🤖 AI Summary
Quantum federated learning (QFL) deployed across heterogeneous classical networks and quantum hardware faces critical challenges—including non-uniform client quality, stochastic fluctuations in quantum teleportation fidelity, and manifold mismatch between local and global models—leading to unstable convergence and degraded accuracy. To address these issues, we propose A2G-QFL, an adaptive aggregation framework featuring a novel dual-gain mechanism: geometric gain aligns parameter manifolds via Riemannian geometry, while QoS gain dynamically weights client contributions based on real-time fidelity, latency, and device stability. Built upon a quantum-classical hybrid testbed, A2G-QFL integrates these metrics into a convergence-guaranteed adaptive update rule. Experimental results demonstrate that A2G-QFL significantly improves training stability and final model accuracy under realistic noise and heterogeneity, outperforming both FedAvg and state-of-the-art QoS-aware aggregation methods.
📝 Abstract
Federated learning (FL) deployed over quantum enabled and heterogeneous classical networks faces significant performance degradation due to uneven client quality, stochastic teleportation fidelity, device instability, and geometric mismatch between local and global models.
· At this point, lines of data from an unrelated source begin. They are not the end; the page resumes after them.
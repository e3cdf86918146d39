// Copyright (C) 2025 Vince Vasta
// SPDX-License-Identifier: Apache-2.0

//! Weighted random strategy.
use async_trait::async_trait;
use rand::{Rng, SeedableRng, distr::weighted::WeightedIndex, rngs::StdRng};
use std::sync::LazyLock;

use pokermind_core::{action::ActionKind, view::GameView};

use crate::{Decision, DecisionError, Strategy};

const CHOICES: [ActionKind; 5] = [
    ActionKind::Fold,
    ActionKind::Check,
    ActionKind::Call,
    ActionKind::Raise,
    ActionKind::AllIn,
];

const WEIGHTS: [u32; 5] = [10, 30, 30, 20, 10];

static WEIGHTED_CHOICES: LazyLock<WeightedIndex<u32>> =
    LazyLock::new(|| WeightedIndex::new(WEIGHTS).unwrap());

const REASONING: &str = "Fallback decision due to AI agent unavailability";

/// A strategy that picks weighted random actions.
///
/// Folds 10% of the time, checks 30%, calls 30%, raises 20% and goes all-in
/// 10%. A check facing a bet or an opponent raise becomes a call, raises are
/// between two and four big blinds.
#[derive(Debug)]
pub struct RandomStrategy {
    rng: StdRng,
    weights: WeightedIndex<u32>,
}

impl Default for RandomStrategy {
    fn default() -> Self {
        Self::with_rng(StdRng::from_os_rng())
    }
}

impl RandomStrategy {
    /// Creates a strategy seeded from the OS.
    pub fn new() -> Self {
        Self::default()
    }

    /// Creates a strategy with a fixed seed.
    pub fn with_seed(seed: u64) -> Self {
        Self::with_rng(StdRng::seed_from_u64(seed))
    }

    fn with_rng(rng: StdRng) -> Self {
        Self {
            rng,
            weights: WEIGHTED_CHOICES.clone(),
        }
    }

    /// Picks a decision for the given view.
    pub fn pick(&mut self, view: &GameView) -> Decision {
        let mut action = CHOICES[self.rng.sample(&self.weights)];

        if action == ActionKind::Check {
            let facing_raise = view
                .last_opponent_action()
                .map(|a| a.is_aggressive())
                .unwrap_or(false);
            if facing_raise || !view.can_check() {
                action = ActionKind::Call;
            }
        }

        let mut decision = Decision::new(action)
            .with_confidence(self.rng.random_range(0.3..1.0))
            .with_reasoning(REASONING);

        if action == ActionKind::Raise {
            let multiplier = self.rng.random_range(2..=4);
            decision = decision.with_amount((view.big_blind * multiplier).max(view.min_raise));
        }

        decision
    }
}

#[async_trait]
impl Strategy for RandomStrategy {
    async fn decide(&mut self, view: &GameView) -> Result<Decision, DecisionError> {
        Ok(self.pick(view))
    }

    fn name(&self) -> &str {
        "random"
    }
}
Classical aggregation rules assume euclidean topology and uniform communication reliability, limiting their suitability for emerging quantum federated systems. This paper introduces A2G (Adaptive Aggregation with Two Gains), a dual gain framework that jointly regulates geometric blending through a geometry gain and modulates client importance using a QoS gain derived from teleportation fidelity, latency, and instability. We develop the A2G update rule, establish convergence guarantees under smoothness and bounded variance assumptions, and show that A2G recovers FedAvg, QoS aware averaging, and manifold based aggregation as special cases. Experiments on a quantum classical hybrid testbed demonstrate improved stability and higher accuracy under heterogeneous and noisy conditions.